American television producer

Gary Scott Thompson (born October 7, 1959) is an American screenwriter, television producer, and director. He worked on projects including The Fast and the Furious, its sequel 2 Fast 2 Furious; Hollow Man, Split Second; 88 Minutes, K-911 and K-9: P.I.

Thompson was the creator, showrunner, writer, and executive producer of NBC's comedy-drama series Las Vegas, and he also directed four episodes and made a brief cameo as a psychotherapy patient. Additionally, Thompson wrote, co-developed, and executive produced NBC and TF1's Taxi Brooklyn.

==Life and career==

Born in Ukiah, California, Thompson spent much of his childhood in Pago Pago, American Samoa.

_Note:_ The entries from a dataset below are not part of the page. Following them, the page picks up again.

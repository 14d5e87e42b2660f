//! Geometry primitives: [`Coord`] and [`Range`].
//!
//! Coordinates are `(row, col)` pairs, 0-indexed, with rows growing down.

use std::fmt;
use std::ops::Add;

// ---------------------------------------------------------------------------
// Coord
// ---------------------------------------------------------------------------

/// A grid coordinate. `row` grows down, `col` grows right.
#[derive(Copy, Clone, Debug, Default, PartialEq, Eq, Hash)]
#[cfg_attr(feature = "serde", derive(serde::Serialize, serde::Deserialize))]
pub struct Coord {
    pub row: i32,
    pub col: i32,
}

impl Coord {
    /// Origin (0, 0).
    pub const ZERO: Self = Self { row: 0, col: 0 };

    /// The four axis-aligned unit steps in neighbour order: up, down, left, right.
    pub const CARDINAL: [Coord; 4] = [
        Self::new(-1, 0),
        Self::new(1, 0),
        Self::new(0, -1),
        Self::new(0, 1),
    ];

    /// Create a new coordinate.
    #[inline]
    pub const fn new(row: i32, col: i32) -> Self {
        Self { row, col }
    }

    /// The four cardinal neighbours (up, down, left, right). May lie out of
    /// any particular grid's bounds.
    #[inline]
    pub fn neighbors_4(self) -> [Coord; 4] {
        Self::CARDINAL.map(|d| self + d)
    }

    /// Manhattan distance to `other`.
    #[inline]
    pub fn manhattan(self, other: Coord) -> i32 {
        (self.row - other.row).abs() + (self.col - other.col).abs()
    }

    /// Whether `other` differs from `self` by exactly one unit on exactly one axis.
    #[inline]
    pub fn is_adjacent(self, other: Coord) -> bool {
        self.manhattan(other) == 1
    }
}

impl PartialOrd for Coord {
    fn partial_cmp(&self, other: &Self) -> Option<std::cmp::Ordering> {
        Some(self.cmp(other))
    }
}

impl Ord for Coord {
    fn cmp(&self, other: &Self) -> std::cmp::Ordering {
        self.row.cmp(&other.row).then(self.col.cmp(&other.col))
    }
}

impl fmt::Display for Coord {
    fn fmt(&self, f: &mut fmt::Formatter<'_>) -> fmt::Result {
        write!(f, "({}, {})", self.row, self.col)
    }
}

impl Add for Coord {
    type Output = Self;
    #[inline]
    fn add(self, rhs: Self) -> Self {
        Self::new(self.row + rhs.row, self.col + rhs.col)
    }
}

// ---------------------------------------------------------------------------
// Range
// ---------------------------------------------------------------------------

/// A half-open rectangle \[min, max). `min` is inclusive, `max` is exclusive.
#[derive(Copy, Clone, Debug, Default, PartialEq, Eq)]
#[cfg_attr(feature = "serde", derive(serde::Serialize, serde::Deserialize))]
pub struct Range {
    pub min: Coord,
    pub max: Coord,
}

impl Range {
    /// Create a new range from two corners, canonicalized so that
    /// `min` ≤ `max` on each axis.
    #[inline]
    pub fn new(r0: i32, c0: i32, r1: i32, c1: i32) -> Self {
        Self {
            min: Coord::new(r0.min(r1), c0.min(c1)),
            max: Coord::new(r0.max(r1), c0.max(c1)),
        }
    }

    /// Range anchored at the origin covering `rows × cols` cells.
    #[inline]
    pub fn with_size(rows: usize, cols: usize) -> Self {
        Self::new(0, 0, rows as i32, cols as i32)
    }

    /// Number of rows.
    #[inline]
    pub fn rows(self) -> i32 {
        self.max.row - self.min.row
    }

    /// Number of columns.
    #[inline]
    pub fn cols(self) -> i32 {
        self.max.col - self.min.col
    }

    /// Total number of cells in the range.
    #[inline]
    pub fn len(self) -> usize {
        if self.is_empty() {
            return 0;
        }
        (self.rows() as usize) * (self.cols() as usize)
    }

    /// Whether the range has zero area.
    #[inline]
    pub fn is_empty(self) -> bool {
        self.min.row >= self.max.row || self.min.col >= self.max.col
    }

    /// Whether `c` is inside the half-open range.
    #[inline]
    pub fn contains(self, c: Coord) -> bool {
        c.row >= self.min.row && c.row < self.max.row && c.col >= self.min.col && c.col < self.max.col
    }

    /// Row-major iterator over every coordinate in the range.
    #[inline]
    pub fn iter(self) -> RangeIter {
        RangeIter {
            range: self,
            cur: self.min,
        }
    }
}

impl IntoIterator for Range {
    type Item = Coord;
    type IntoIter = RangeIter;
    #[inline]
    fn into_iter(self) -> RangeIter {
        self.iter()
    }
}

impl fmt::Display for Range {
    fn fmt(&self, f: &mut fmt::Formatter<'_>) -> fmt::Result {
        write!(f, "[{}-{})", self.min, self.max)
    }
}

// ---------------------------------------------------------------------------
// RangeIter
// ---------------------------------------------------------------------------

/// Row-major iterator over the coordinates in a [`Range`].
#[derive(Clone, Debug)]
pub struct RangeIter {
    range: Range,
    cur: Coord,
}

impl Iterator for RangeIter {
    type Item = Coord;

    #[inline]
    fn next(&mut self) -> Option<Coord> {
        if self.range.is_empty() || self.cur.row >= self.range.max.row {
            return None;
        }
        let c = self.cur;
        self.cur.col += 1;
        if self.cur.col >= self.range.max.col {
            self.cur.col = self.range.min.col;
            self.cur.row += 1;
        }
        Some(c)
    }

    fn size_hint(&self) -> (usize, Option<usize>) {
        if self.range.is_empty() || self.cur.row >= self.range.max.row {
            return (0, Some(0));
        }
        let full_rows = (self.range.max.row - self.cur.row - 1) as usize;
        let in_row = (self.range.max.col - self.cur.col) as usize;
        let n = full_rows * self.range.cols() as usize + in_row;
        (n, Some(n))
    }
}

impl ExactSizeIterator for RangeIter {}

He first worked in the entertainment industry as an actor, studying under such actors as Powers Boothe at the Pacific Conservatory of the Performing Arts.

Eventually settling on writing, he received a Master of Fine Arts degree from New York University and went to work as a playwright. Thompson's theater credits include Small Town Syndrome, Cowboys Don't Cry, and Private Hells.

In 1991, Thompson created the company Pago Pago Productions, located in Encino, California.

Thompson now resides in Los Angeles with his wife and two children.

==Awards==
For Las Vegas, Thompson received the honor of Best Drama Series at the WIN Awards, an awards show dedicated to highlighting positive and multi-dimensional portrayals of women in media.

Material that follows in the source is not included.